With your foundation, this will allow others create more complex simulations of life
in the matter of fact, real force between any two particles in this model is always the same and equals 'g' parameter.
just note, that x component of force is g * dx / d, and y component is g * dx / d. if you just calculate total 'length' of this force, you'll get
f = sqrt((g * dx / d)^2 + (g * dy / d)^2) = sqrt(g^2 * (dx * dx + dy * dy) / d^2) = g * sqrt(d^2 / d^2) = g.
so force between two points is always constant, regardless on the distance, we just need to decompose it on axes depending on dx and dy. the limit 80 just makes the force to be zero outside this radius. I think the value of 80 just determines the radii of the circles that we see in the video
1:25 Corona anybody? 😂
You can't unseen it now.
it feels like this system is pointing in the direction of actual particle physics simulation more than life simulation. but in any case, congrats on your results and welcome to the emerging group of Artificial Life Simulation Developers On RUclips, lol.
you'll be riding a wave of popularity for a few days and you can capitalize on it if you have more to add.
Really great work! It would be amazing to put this into Unity 3D and also add the third dimension along with some smooth random camera interpolations to view everything.
I think by adding some random fluctuation in attractive and repulsive force and allowing interchangability of particle types based on some parameters might have given us very chaotic results at first but very much stable events after some time. Also I think it might have added thatbextra layer of physics which led to life.
Yooo this is amazing!
I've seen a couple simulations like this in the past (eg. by "Particle Life" by Code Parade) but this is far more complex than what I saw so far. Good job!
I tried making a simulation like this myself in the Unity game engine but the performance sucked and I ran into some issues...
Shameless self promotion: I made a 'slime' simulation inspired by one of Sebastion Lague's videos and uploaded a little showcase of that on my channel :P
It brings me so much joy seeing complex behaviour emerging from simple rules :D
Kuwertzel, Unity is a "fourth" level programming language. Physical logic gates -> Machine language -> Programming languages (C, Fortran, etc) -> Fourth level languages (Unity, Mathematica, etc).. That is to say, Unity has something like C between it and the machine code. Generally, the more user-friendliness you have, the less efficient the physical machine (CPU) is given instructions.
Maybe you already knew, but it's why your program will run (very) slow when coded in Unity.
@@zbnmth This is just plain wrong. I've written Particle Life in JS (fnky/particle-life on GitHub) and its performance is fine. This is without much optimisations (no WebGL shaders, just Canvas and purely running on the CPU).

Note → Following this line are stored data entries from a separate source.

//! Circuit-level quantities: voltage drop and flux linkage
//!
//! The ordinary case divides the A.J* integral by the conjugate current.
//! Zero current and zero frequency strip that away and every combination
//! of circuit type, solid/stranded construction and conductivity needs
//! its own fallback; the routines below cover each one.

use num_complex::Complex64;

use crate::integral::quadrature::{axi_int, pln_int};
use crate::model::CircuitKind;
use crate::post::PostProcessor;
use crate::units::ProblemType;

impl PostProcessor {
    /// Per-element area (m^2) and vertex radii (m), shared by the circuit
    /// accumulation loops
    fn element_metric(&self, i: usize) -> (f64, [f64; 3]) {
        let lc = self.lc();
        let a = self.elm_area(i) * lc * lc;
        let mut r = [0.0; 3];
        if self.problem_type == ProblemType::Axisymmetric {
            for k in 0..3 {
                r[k] = self.mesh_nodes[self.elements[i].p[k]].pos.x * lc;
            }
        }
        (a, r)
    }

    /// Voltage drop across a stranded, current-carrying region:
    /// `(turns / area) * integral(i w A + rho J)`
    pub(crate) fn stranded_voltage_drop(&self, lbl: usize) -> Complex64 {
        let ones = [Complex64::new(1.0, 0.0); 3];
        let w = 2.0 * std::f64::consts::PI * self.frequency;
        let mut volts = Complex64::new(0.0, 0.0);
        let mut atot = 0.0;

        for i in 0..self.elements.len() {
            if self.elements[i].lbl != lbl {
                continue;
            }
            let mut rho = self.labels[lbl].o * 1.0e6;
            if self.frequency == 0.0 {
                rho = rho.re.into();
            }
            if rho != Complex64::new(0.0, 0.0) {
                rho = 1.0 / rho;
            }

            let (_javg, j, a_nodal) = self.get_ja(i);
            let (a, r) = self.element_metric(i);
            atot += a;

            let mut v = [Complex64::new(0.0, 0.0); 3];
            for k in 0..3 {
                v[k] = Complex64::new(0.0, w) * a_nodal[k] + rho * j[k];
            }
            if self.problem_type == ProblemType::Planar {
                volts += pln_int(a, &v, &ones) * self.depth;
            } else {
                volts += axi_int(a, &v, &ones, &r);
            }
        }
        volts * (self.labels[lbl].turns as f64 / atot)
    }

    /// Flux linkage of a stranded region at zero frequency and zero
    /// current
    fn stranded_linkage(&self, lbl: usize) -> Complex64 {
        let ones = [Complex64::new(1.0, 0.0); 3];
        let mut linkage = Complex64::new(0.0, 0.0);
        let mut atot = 0.0;

        for i in 0..self.elements.len() {
            if self.elements[i].lbl != lbl {
                continue;
            }
            let (_javg, _j, a_nodal) = self.get_ja(i);
            let (a, r) = self.element_metric(i);
            atot += a;

            if self.problem_type == ProblemType::Planar {
                linkage += pln_int(a, &a_nodal, &ones) * self.depth;
            } else {
                linkage += axi_int(a, &a_nodal, &ones, &r);
            }
        }
        linkage * (self.labels[lbl].turns as f64 / atot)
    }

    /// Flux linkage of a solid axisymmetric region at zero frequency and
    /// zero current. The current that would flow distributes as 1/r, so
    /// the average is weighted accordingly.
    fn solid_axisymmetric_linkage(&self, lbl: usize) -> Complex64 {
        let mut linkage = Complex64::new(0.0, 0.0);
        let mut atot = 0.0;
        let two_pi = 2.0 * std::f64::consts::PI;

        for i in 0..self.elements.len() {
            if self.elements[i].lbl != lbl {
                continue;
            }
            let (_javg, _j, a_nodal) = self.get_ja(i);
            let aa = (a_nodal[0] + a_nodal[1] + a_nodal[2]) / 3.0;
            let (a, r) = self.element_metric(i);
            let r_mean = (r[0] + r[1] + r[2]) / 3.0;

            atot += a / r_mean;
            linkage += two_pi * r_mean * a * (aa / r_mean);
        }
        linkage * (self.labels[lbl].turns as f64 / atot)
    }

    /// Flux linkage of a parallel circuit at zero frequency and zero
    /// current, with the would-be current divided up by conductivity
    fn parallel_linkage(&self, circ: usize) -> Complex64 {
        let ones = [Complex64::new(1.0, 0.0); 3];
        let mut linkage = Complex64::new(0.0, 0.0);
        let mut atot = 0.0;
        let two_pi = 2.0 * std::f64::consts::PI;

        for i in 0..self.elements.len() {
            if self.labels[self.elements[i].lbl].in_circuit != Some(circ) {
                continue;
            }
            let c = self.materials[self.elements[i].blk].cduct;
            let (_javg, _j, a_nodal) = self.get_ja(i);
            let (a, r) = self.element_metric(i);

            if self.problem_type == ProblemType::Planar {
                linkage += pln_int(a, &a_nodal, &ones) * self.depth * c;
                atot += a * c;
            } else {
                let r_mean = (r[0] + r[1] + r[2]) / 3.0;
                let aa = (a_nodal[0] + a_nodal[1] + a_nodal[2]) / 3.0;
                linkage += two_pi * r_mean * c * (aa / r_mean);
                atot += a * c / r_mean;
            }
        }
        linkage / atot
    }

    /// Parallel-circuit linkage when every member block has zero
    /// conductivity: assume a uniform current density instead
    fn parallel_linkage_alt(&self, circ: usize) -> Complex64 {
        let ones = [Complex64::new(1.0, 0.0); 3];
        let mut linkage = Complex64::new(0.0, 0.0);
        let mut atot = 0.0;

        for i in 0..self.elements.len() {
            if self.labels[self.elements[i].lbl].in_circuit != Some(circ) {
                continue;
            }
            let (_javg, _j, a_nodal) = self.get_ja(i);
            let (a, r) = self.element_metric(i);
            atot += a;

            if self.problem_type == ProblemType::Planar {
                linkage += pln_int(a, &a_nodal, &ones) * self.depth;
            } else {
                linkage += axi_int(a, &a_nodal, &ones, &r);
            }
        }
        linkage / atot
    }

    /// Voltage drop across circuit `circ`
    pub fn voltage_drop(&self, circ: usize) -> Complex64 {
        let mut volts = Complex64::new(0.0, 0.0);
        let two_pi = 2.0 * std::f64::consts::PI;

        match self.circuits[circ].kind {
            CircuitKind::Series => {
                for (i, label) in self.labels.iter().enumerate() {
                    if label.in_circuit != Some(circ) {
                        continue;
                    }
                    if label.source.is_voltage() {
                        // solid region; turns only carry the direction
                        let dv = label.source.volts() * label.turns as f64;
                        if self.problem_type == ProblemType::Axisymmetric {
                            volts -= two_pi * dv;
                        } else {
                            volts -= self.depth * dv;
                        }
                    } else {
                        volts += self.stranded_voltage_drop(i);
                    }
                }
            }

            CircuitKind::Parallel => {
                // the first solid member knows the voltage drop
                let mut found = false;
                for label in &self.labels {
                    if label.in_circuit == Some(circ) && label.source.is_voltage() {
                        if self.problem_type == ProblemType::Axisymmetric {
                            volts -= two_pi * label.source.volts();
                        } else {
                            volts -= self.depth * label.source.volts();
                        }
                        found = true;
                        break;
                    }
                }

                // all members have zero conductivity: the voltage is set
                // by the rate of change of the average potential
                if !found {
                    let ones = [Complex64::new(1.0, 0.0); 3];
                    let mut linkage = Complex64::new(0.0, 0.0);
                    let mut atot = 0.0;
                    for i in 0..self.elements.len() {
                        if self.labels[self.elements[i].lbl].in_circuit != Some(circ) {
                            continue;
                        }
                        let (_javg, _j, a_nodal) = self.get_ja(i);
                        let (a, r) = self.element_metric(i);
                        atot += a;
                        if self.problem_type == ProblemType::Planar {
                            linkage += pln_int(a, &a_nodal, &ones) * self.depth;
                        } else {
                            linkage += axi_int(a, &a_nodal, &ones, &r);
                        }
                    }
                    volts = Complex64::new(0.0, two_pi * self.frequency / atot) * linkage;
                }
            }

            CircuitKind::PrescribedCurrent => {}
        }

        volts
    }

    /// Flux linkage of circuit `circ`
    pub fn flux_linkage(&self, circ: usize) -> Complex64 {
        let amps = self.circuits[circ].amps;
        let two_pi = 2.0 * std::f64::consts::PI;

        if amps.re != 0.0 || amps.im != 0.0 {
            // the normal case: integral of A.J* divided by conj(I)
            let mut linkage = Complex64::new(0.0, 0.0);
            for i in 0..self.elements.len() {
                let lbl = &self.labels[self.elements[i].lbl];
                if lbl.in_circuit != Some(circ) {
                    continue;
                }
                let (_javg, mut j, mut a_nodal) = self.get_ja(i);
                let (a, r) = self.element_metric(i);

                // multiturn regions add a "local" linkage through the
                // imaginary part of the homogenized conductivity
                if lbl.o.im != 0.0 {
                    let u = if self.frequency == 0.0 {
                        lbl.o.im
                    } else {
                        (1.0e-6 / lbl.o).im / (two_pi * self.frequency)
                    };
                    for k in 0..3 {
                        a_nodal[k] += u * j[k];
                    }
                }

                for jk in j.iter_mut() {
                    *jk = jk.conj();
                }
                if self.problem_type == ProblemType::Planar {
                    linkage += pln_int(a, &a_nodal, &j) * self.depth;
                } else {
                    linkage += axi_int(a, &a_nodal, &j, &r);
                }
            }
            return linkage / amps.conj();
        }

        // zero current, nonzero frequency: all voltage is flux linkage
        if self.frequency != 0.0 {
            return self.voltage_drop(circ) / Complex64::new(0.0, two_pi * self.frequency);
        }

        // zero current and zero frequency
        match self.circuits[circ].kind {
            CircuitKind::Series => {
                let mut linkage = Complex64::new(0.0, 0.0);
                for (i, label) in self.labels.iter().enumerate() {
                    if label.in_circuit != Some(circ) {
                        continue;
                    }
                    if !label.source.is_voltage() || self.problem_type == ProblemType::Planar {
                        linkage += self.stranded_linkage(i);
                    } else {
                        // solid axisymmetric regions carry an uneven
                        // current distribution
                        linkage += self.solid_axisymmetric_linkage(i);
                    }
                }
                linkage
            }
            _ => {
                let any_conductive = self
                    .labels
                    .iter()
                    .any(|l| l.source.is_voltage() && l.in_circuit == Some(circ));
                if any_conductive {
                    self.parallel_linkage(circ)
                } else {
                    self.parallel_linkage_alt(circ)
                }
            }
        }
    }
}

Unity is first of all, not a programming language, but an engine. Secondly, any language can be slow if you don't know about pitfalls that are usually general to every language; i.e. allocating within a deeply nested loop can be very slow if not cached or managed properly. Doesn't matter whether you write Rust, C++, C or even Assembly.
The important part is to understand those pitfalls and how to use the language to avoid them. C#'s runtime (CLR) is fast and is used in many applications, more complex than this. Not only that but your C# code is also heavily optimized through Roslyn before being translated into MSIL/CIL and then to machine code by the JIT compiler.
As a determinist and mathematician this was very pleasing! Also, was that background music from Death Note? :O
this is exactly what all programming tutorials should be. Simple, clean, fast, to the point, and showing how it works. Thank You!
Did it work for you? I followed along and it didn't work.
i cant get html to display in chrome bruh its blank
now i cant yellow particles to appear i give up
Obvious! And SOOO INCREDIBLE! Your really a genious!